3 minute read
Ice is a Bartender’s Best Friend
ICE
is a Bartender’s Best Friend
Advertisement
Everyone is sick of sh*t ice these days. Once the most overlooked element of cocktail making, it seems nowadays the frozen stuff is finally being given the consideration it deserves. Bartenders across the country, from pubs, to small bars, to high end cocktail venues have come to the realisation that, in many respects, it’s ice over the base spirit that can make or break a cocktail.
This is because ice doesn’t simply chill a drink. Its soluble nature means it will slowly release into a cocktail. This can go one of two ways: a good block will bind the ingredients together as it diffuses, taking the bite off the base spirit while rounding out the flavours and bringing forward new ones. On the other hand, a cloudy block full of impurities and air bubbles – you know, the kind you fish out of the home freezer – can add a range of unfavourable flavours to the drink and will dilute the spirit faster. When in doubt, measure a good block of ice like you would a diamond –it’s all about size, clarity and cut.
WORDS ° Simon Weiss & Damien Liot
Handcrafted ice is more likely to be clearer and denser, meaning overall the block will be harder, colder and better at keeping the drink at a constant, lightly-chilled temperature. You can technically produce high quality frozen water, on a small scale, in house. But from our experience, we just don’t think it’s worth the effort.
That being said, instigating a good ice program within your bar is definitely worth it as it can add about 60 to 80 cents to the cost of each drink sold. Cue the business of premium ice making. Businesses such as Bare Bones Ice Company in Sydney are creating high quality bespoke products to keep it simple for you behind the bar.
Here Simon Weiss and Damien Liot from the Bare Bones team run us through their three standard sizes of ice cut and how you can work with these on a day-to-day basis.
OLD FASHIONED BLOCK
65mm x 45mm x 45mm
The name says it all. The block is the most popular and versatile size of ice. If there is only one style of ice in your bar, this should be it. This cut will melt a lot slower than smaller pieces of ice, meaning you have more than enough time to whip out that camera and snap a pick to fulfill all of your Tumblr needs. The ideal ice for your classic Negroni and Old Fashioned styles.
CUBE
50mm x 50mm x 50mm
The OF’s little bro. For all your non-mixing needs. Simply pick the bottle of spirit, pour it over and poof, you’re done. A great one to trim and put in a stemmed glass like the ever-sostylish coupette.
COLLINS SPEAR
135mm x 30mm x 30mm
AKA ‘The Long One’ or ‘The Rod’. Shout out to our people in the wedding planning biz for their love of this bad boy. If you’re whipping up slings and rickeys, or are intent on taking the G&T to the next level, this one’s for you. Grab your favourite gin and tonic combo, add some fresh citrus in a Collins glass and pop in a spear and a metal straw. You just can’t beat that.
CRUSHED ICE
Think brambles, tulips and tiki cocktails. Take a mullet and smash the life out of any of the sizes above.
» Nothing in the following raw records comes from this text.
//! Seam between the fallback loop and the remote generation service

use async_trait::async_trait;
use std::fmt;
use std::sync::Arc;
use std::time::Duration;
use thiserror::Error;

use super::response::GenerationResponse;
use crate::models::GenerationRequest;

/// Failure classes reported by a region client
#[derive(Debug, Clone, Copy, PartialEq, Eq, Hash)]
pub enum ServiceErrorKind {
    NotFound,
    AccessDenied,
    RateLimited,
    Transient,
    Other,
}

impl ServiceErrorKind {
    /// The model or region is not available to this project
    pub fn is_unavailable_candidate(self) -> bool {
        matches!(self, ServiceErrorKind::NotFound | ServiceErrorKind::AccessDenied)
    }

    pub fn as_str(self) -> &'static str {
        match self {
            ServiceErrorKind::NotFound => "not_found",
            ServiceErrorKind::AccessDenied => "access_denied",
            ServiceErrorKind::RateLimited => "rate_limited",
            ServiceErrorKind::Transient => "transient",
            ServiceErrorKind::Other => "other",
        }
    }
}

impl fmt::Display for ServiceErrorKind {
    fn fmt(&self, f: &mut fmt::Formatter<'_>) -> fmt::Result {
        f.write_str(self.as_str())
    }
}

/// Error returned by one generation attempt
#[derive(Error, Debug, Clone, PartialEq, Eq)]
#[error("{kind}: {message}")]
pub struct ServiceError {
    pub kind: ServiceErrorKind,
    pub message: String,
}

impl ServiceError {
    pub fn new(kind: ServiceErrorKind, message: impl Into<String>) -> Self {
        Self {
            kind,
            message: message.into(),
        }
    }

    pub fn not_found(message: impl Into<String>) -> Self {
        Self::new(ServiceErrorKind::NotFound, message)
    }

    pub fn access_denied(message: impl Into<String>) -> Self {
        Self::new(ServiceErrorKind::AccessDenied, message)
    }

    pub fn rate_limited(message: impl Into<String>) -> Self {
        Self::new(ServiceErrorKind::RateLimited, message)
    }

    pub fn transient(message: impl Into<String>) -> Self {
        Self::new(ServiceErrorKind::Transient, message)
    }

    pub fn other(message: impl Into<String>) -> Self {
        Self::new(ServiceErrorKind::Other, message)
    }

    /// The attempt did not finish within the per-attempt budget
    pub fn timeout(after: Duration) -> Self {
        Self::transient(format!("attempt timed out after {:?}", after))
    }
}

/// Client bound to one deployment region
#[async_trait]
pub trait RegionClient: Send + Sync {
    async fn generate_content(
        &self,
        model: &str,
        request: &GenerationRequest,
    ) -> Result<GenerationResponse, ServiceError>;
}

/// Creates region clients on demand
pub trait RegionClientFactory: Send + Sync {
    fn client_for(&self, region: &str) -> Arc<dyn RegionClient>;
}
The idea behind this one is the fast melting crushed ice will keep the drinks super cold and diffuse the perfect amount of water into the mix. Bare Bones will be bringing you crushed ice in the very near future.
There you have it. You wouldn’t have a dull cubic zirconia as the centrepiece of a stunning gold ring, so why have poorly made ice at the centre of your precious cocktail creations? Add a diamond in the form of high quality ice cuttings and watch as your drinks truly shine.